Séquence motions chez les Verts

En léger différé par rapport au Parti socialiste, qui en est déjà au congrès, et avant le Parti communiste (congrès du 11 au 14 décembre) et le Nouveau Parti anticapitaliste (congrès fondateur fin janvier 2009), les Verts renouvellent eux aussi leurs instances nationales.

En léger différé par rapport au Parti socialiste, qui en est déjà au congrès, et avant le Parti communiste (congrès du 11 au 14 décembre) et le Nouveau Parti anticapitaliste (congrès fondateur fin janvier 2009), les Verts renouvellent eux aussi leurs instances nationales.

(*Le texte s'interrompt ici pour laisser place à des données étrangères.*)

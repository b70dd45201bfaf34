use std::path::Path;

use async_trait::async_trait;
use serde::Serialize;

use crate::document::FileRecord;
use crate::error::StoreError;
use crate::operation::{DownloadMode, Filter, UploadMode};

pub type StoreResult<T> = Result<T, StoreError>;

/// What a single store call touched.
#[derive(Debug, Clone, Copy, Default, PartialEq, Eq, Serialize)]
pub struct StoreOutcome {
    /// Documents written, modified, deleted or returned.
    pub documents: u64,
    /// Payload bytes moved by blob calls.
    pub bytes: u64,
}

impl StoreOutcome {
    pub fn documents(documents: u64) -> Self {
        StoreOutcome { documents, bytes: 0 }
    }

    pub fn bytes(bytes: u64) -> Self {
        StoreOutcome { documents: 0, bytes }
    }
}

/// The database client a session drives. Every call is one round trip to the server.
///
/// Implementations select their database, collection and blob bucket when they are built;
/// the runner never changes them mid-session.
#[async_trait]
pub trait DataStore: Send {
    /// Endpoint name, for logs and errors.
    fn name(&self) -> &str;

    async fn ping(&mut self) -> StoreResult<()>;

    async fn insert_one(&mut self, record: &FileRecord) -> StoreResult<StoreOutcome>;

    async fn insert_many(&mut self, records: &[FileRecord]) -> StoreResult<StoreOutcome>;

    /// Sets `updated: true` on the first match.
    async fn update_one(&mut self, filter: &Filter) -> StoreResult<StoreOutcome>;

    /// Sets `updated: true` on every match.
    async fn update_many(&mut self, filter: &Filter) -> StoreResult<StoreOutcome>;

    async fn delete_one(&mut self, filter: &Filter) -> StoreResult<StoreOutcome>;

    async fn delete_many(&mut self, filter: &Filter) -> StoreResult<StoreOutcome>;

    async fn drop_collection(&mut self) -> StoreResult<StoreOutcome>;

    /// With `decode` the document is deserialized into a [`FileRecord`], otherwise it is
    /// left as raw BSON.
    async fn find_one(&mut self, filter: &Filter, decode: bool) -> StoreResult<StoreOutcome>;

    async fn find_many(
        &mut self,
        filter: &Filter,
        hint: Option<&str>,
        decode: bool,
    ) -> StoreResult<StoreOutcome>;

    /// Ascending single-field index.
    async fn create_index(&mut self, field: &str) -> StoreResult<StoreOutcome>;

    async fn upload(
        &mut self,
        mode: UploadMode,
        filename: &str,
        source: &Path,
    ) -> StoreResult<StoreOutcome>;

    async fn download(&mut self, mode: DownloadMode, filename: &str) -> StoreResult<StoreOutcome>;

    async fn drop_bucket(&mut self) -> StoreResult<StoreOutcome>;

    /// Releases the connection.
    async fn close(&mut self) -> StoreResult<()>;
}
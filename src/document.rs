use bson::DateTime;
use serde::{Deserialize, Serialize};

/// Document stored in the benchmark collection.
#[derive(Debug, Clone, PartialEq, Serialize, Deserialize)]
#[serde(rename_all = "camelCase")]
pub struct FileRecord {
    #[serde(rename = "_id")]
    pub id: String,
    pub file_name: String,
    #[serde(default, skip_serializing_if = "Option::is_none")]
    pub edit_date: Option<DateTime>,
    pub count: i64,
    #[serde(default, skip_serializing_if = "std::ops::Not::not")]
    pub updated: bool,
}

impl FileRecord {
    /// The single document written by insert-one: `count` 0, no edit date.
    pub fn seed(id: impl Into<String>) -> Self {
        FileRecord {
            id: id.into(),
            file_name: "fakeFile.fake".to_string(),
            edit_date: None,
            count: 0,
            updated: false,
        }
    }

    /// Record `i` of an insert-many batch. The whole batch shares one edit date.
    pub fn numbered(key: String, i: u64, edit_date: DateTime) -> Self {
        FileRecord {
            id: key,
            file_name: format!("fakeFile.fake{}", i),
            edit_date: Some(edit_date),
            count: i as i64,
            updated: false,
        }
    }
}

Les adhérents du mouvement sont appelés à des «assemblée générales ordinaires décentralisées» dans leur région, dimanche 16 novembre. Ces rassemblements ont lieu tous les trois ans et permettent de renouveller l'appareil du parti.

 

Les adhérents devront se prononcer sur des «motions d'orientation stratégiques» (rassemblées par Thierry Ternisien), soutenues par les 6 listes de candidats au Collège exécutif. Ils éliront aussi les 500 délégués de l'Assemblée fédérales (des «grands électeurs») et 90 membres (soit les 3/4) du Conseil national interrégional (CNIR, le Parlement des Verts). Ils voteront également pour des «motions ponctuelles», comme l'organisation d'une «fête du tournesol» ou l'adoption des décisions qui ont recueillis plus de 50% des suffrages exprimés (actuellement, il faut plus de 50% des votants et plus de 60% des exprimés).

 

Dimanche 6 décembre, les quelques 500 délégués de l'Assemblée fédérale se réuniront à Lille, débattront et voteront les textes d'orientation du mouvement, éliront les 30 derniers membres du CNIR (le «quart national»), et désigneront les 11 membres du collège exécutif: la direction permanente des Verts.

 

A l'issue de cette séquence, les Verts disposeront donc d'un nouveau Conseil national interrégional (4 ou 5 réunions par an), qui choisira 24 des 35 membres du Conseil politique (les 11 autres sont les membres du collège exécutif). Ce dernier, chargé d'animer la vie politique du mouvement se réunit une fois par mois.

Ils auront également un nouveau Collège exécutif (le gouvernement du parti), composé notamment d'un secrétaire national (aujourd'hui Cécile Duflot), de son adjoint, d'un trésorier et d'un porte-parole de chaque sexe.

 

Lors du dépôt des motions, celle présentée par la secrétaire nationale sortante, Cécile Duflot, avec le président du groupe Verts au conseil régional d'Ile-de-France, Jean-Vincent Placé (motion E, L'espoir en actes) a recueilli 640 signataires.

Elle est suivie de la motion F, Ouverture, audace, imagination (600 signataires), conduite le porte-parole du mouvement, Jean-Louis Roumégas et soutenue par Dominique Voynet, qui ne se présente pas.

Viennent ensuite aux pointages, la tendance environnementaliste de Jean-Marc Brûlé (motion C, urgence écolo, urgence sociale) avec 350 signataires, puis la liste de l'adjoint au maire de Paris Denis Baupin (motion D, Unir les écologistes) soutenue par Yves Cochet ave 280 signataires, l'aile gauche du parti (motion A, Altermondialisme, décroissance et écologie populaire) où l'on retrouvera les noms d'Yves Contassot, de Sergio Coronado ou de Francine Bavay (240), et pour finir, un courant souvent qualifié de mamériste, bien que Noël Mamère n'y figure pas, Rassembler les écologistes, changer les Verts (motion B), menée par Bernard Jomier (210).